EXERCISE OBJECTIVE ▸
Among the entries below, find each line holding "impl" and return it.

Saved data entries ▸
>>>>>
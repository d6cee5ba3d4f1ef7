//! WAV file reading and writing.

use crate::Result;
use hound::{SampleFormat, WavReader, WavWriter};
use std::path::Path;

/// WAV audio encoding format.
#[derive(Debug, Clone, Copy, PartialEq, Eq)]
pub enum WavFormat {
    /// Linear PCM (integer samples).
    Pcm,
    /// IEEE 754 floating-point samples.
    IeeeFloat,
}

/// WAV file metadata extracted without loading sample data.
#[derive(Debug, Clone)]
pub struct WavInfo {
    /// Number of audio channels.
    pub channels: u16,
    /// Sample rate in Hz.
    pub sample_rate: u32,
    /// Bit depth per sample.
    pub bits_per_sample: u16,
    /// Total number of sample frames.
    pub num_frames: u64,
    /// Duration in seconds.
    pub duration_secs: f64,
    /// Audio encoding format.
    pub format: WavFormat,
}

/// Read WAV metadata without loading sample data.
pub fn read_wav_info<P: AsRef<Path>>(path: P) -> Result<WavInfo> {
    let reader = WavReader::open(path)?;
    let spec = reader.spec();
    let total_samples = u64::from(reader.len());
    let num_frames = total_samples / u64::from(spec.channels.max(1));
    let duration_secs = num_frames as f64 / f64::from(spec.sample_rate);

    let format = match spec.sample_format {
        SampleFormat::Float => WavFormat::IeeeFloat,
        SampleFormat::Int => WavFormat::Pcm,
    };

    Ok(WavInfo {
        channels: spec.channels,
        sample_rate: spec.sample_rate,
        bits_per_sample: spec.bits_per_sample,
        num_frames,
        duration_secs,
        format,
    })
}

/// WAV file specification.
///
/// 32 bits per sample writes IEEE float; anything else writes integer PCM.
#[derive(Debug, Clone, Copy, PartialEq, Eq)]
pub struct WavSpec {
    /// Number of audio channels.
    pub channels: u16,
    /// Sample rate in Hz.
    pub sample_rate: u32,
    /// Bit depth per sample (16, 24 or 32).
    pub bits_per_sample: u16,
}

impl Default for WavSpec {
    fn default() -> Self {
        Self {
            channels: 1,
            sample_rate: 48000,
            bits_per_sample: 32,
        }
    }
}

impl From<hound::WavSpec> for WavSpec {
    fn from(spec: hound::WavSpec) -> Self {
        Self {
            channels: spec.channels,
            sample_rate: spec.sample_rate,
            bits_per_sample: spec.bits_per_sample,
        }
    }
}

impl From<WavSpec> for hound::WavSpec {
    fn from(spec: WavSpec) -> Self {
        hound::WavSpec {
            channels: spec.channels,
            sample_rate: spec.sample_rate,
            bits_per_sample: spec.bits_per_sample,
            sample_format: if spec.bits_per_sample == 32 {
                SampleFormat::Float
            } else {
                SampleFormat::Int
            },
        }
    }
}

/// Read a WAV file as f32 samples.
///
/// Multi-channel files are mixed down to mono by averaging channels.
pub fn read_wav<P: AsRef<Path>>(path: P) -> Result<(Vec<f32>, WavSpec)> {
    let reader = WavReader::open(path)?;
    let spec = WavSpec::from(reader.spec());
    let channels = usize::from(spec.channels.max(1));

    let samples: Vec<f32> = match reader.spec().sample_format {
        SampleFormat::Float => reader
            .into_samples::<f32>()
            .collect::<std::result::Result<Vec<_>, _>>()?,
        SampleFormat::Int => {
            let max_val = (1i32 << (spec.bits_per_sample - 1)) as f32;
            reader
                .into_samples::<i32>()
                .map(|s| s.map(|v| v as f32 / max_val))
                .collect::<std::result::Result<Vec<_>, _>>()?
        }
    };

    if channels == 1 {
        return Ok((samples, spec));
    }
    let mono = samples
        .chunks(channels)
        .map(|chunk| chunk.iter().sum::<f32>() / channels as f32)
        .collect();
    Ok((mono, spec))
}

/// Write mono samples to a WAV file.
///
/// Every channel in `spec` receives the same signal.
///
/// # Example
/// ```ignore
/// let samples = vec![0.0f32; 48000]; // 1 second of silence
/// write_wav("take.wav", &samples, WavSpec::default())?;
/// ```
pub fn write_wav<P: AsRef<Path>>(path: P, samples: &[f32], spec: WavSpec) -> Result<()> {
    let hound_spec = hound::WavSpec::from(spec);
    let mut writer = WavWriter::create(path, hound_spec)?;
    let channels = spec.channels.max(1);

    if spec.bits_per_sample == 32 {
        for &sample in samples {
            for _ in 0..channels {
                writer.write_sample(sample)?;
            }
        }
    } else {
        let max_val = (1i32 << (spec.bits_per_sample - 1)) as f32;
        for &sample in samples {
            let int_sample = (sample * max_val).clamp(-max_val, max_val - 1.0) as i32;
            for _ in 0..channels {
                writer.write_sample(int_sample)?;
            }
        }
    }

    writer.finalize()?;
    tracing::debug!(
        frames = samples.len(),
        sample_rate = spec.sample_rate,
        "wav written"
    );
    Ok(())
}

#[cfg(test)]
mod tests {
    use super::*;
    use tempfile::NamedTempFile;

    #[test]
    fn test_roundtrip_f32() {
        let samples: Vec<f32> = (0..1000).map(|i| (i as f32 / 1000.0).sin()).collect();
        let file = NamedTempFile::new().unwrap();
        write_wav(file.path(), &samples, WavSpec::default()).unwrap();

        let (loaded, loaded_spec) = read_wav(file.path()).unwrap();
        assert_eq!(loaded_spec.sample_rate, 48000);
        assert_eq!(loaded.len(), samples.len());
        for (a, b) in samples.iter().zip(loaded.iter()) {
            assert!((a - b).abs() < 1e-6);
        }
    }

    #[test]
    fn test_roundtrip_i16() {
        let samples: Vec<f32> = (0..1000).map(|i| (i as f32 / 1000.0).sin() * 0.9).collect();
        let spec = WavSpec {
            channels: 1,
            sample_rate: 44100,
            bits_per_sample: 16,
        };

        let file = NamedTempFile::new().unwrap();
        write_wav(file.path(), &samples, spec).unwrap();

        let (loaded, loaded_spec) = read_wav(file.path()).unwrap();
        assert_eq!(loaded_spec.sample_rate, 44100);
        assert_eq!(loaded.len(), samples.len());
        // 16-bit has less precision
        for (a, b) in samples.iter().zip(loaded.iter()) {
            assert!((a - b).abs() < 0.001);
        }
    }

    #[test]
    fn test_stereo_duplicates_channels() {
        let samples = vec![0.5f32; 100];
        let spec = WavSpec {
            channels: 2,
            ..WavSpec::default()
        };
        let file = NamedTempFile::new().unwrap();
        write_wav(file.path(), &samples, spec).unwrap();

        let info = read_wav_info(file.path()).unwrap();
        assert_eq!(info.channels, 2);
        assert_eq!(info.num_frames, 100);
        assert_eq!(info.format, WavFormat::IeeeFloat);

        let (mono, _) = read_wav(file.path()).unwrap();
        assert_eq!(mono.len(), 100);
        assert!(mono.iter().all(|&s| (s - 0.5).abs() < 1e-6));
    }

    #[test]
    fn test_int_clipping() {
        let spec = WavSpec {
            channels: 1,
            sample_rate: 48000,
            bits_per_sample: 16,
        };
        let file = NamedTempFile::new().unwrap();
        write_wav(file.path(), &[2.0, -2.0], spec).unwrap();
        let (loaded, _) = read_wav(file.path()).unwrap();
        assert!(loaded[0] <= 1.0 && loaded[0] > 0.99);
        assert_eq!(loaded[1], -1.0);
    }
}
<<<<<
RESPONSE TO THE TASK ▸
impl Default for WavSpec {
impl From<hound::WavSpec> for WavSpec {
impl From<WavSpec> for hound::WavSpec {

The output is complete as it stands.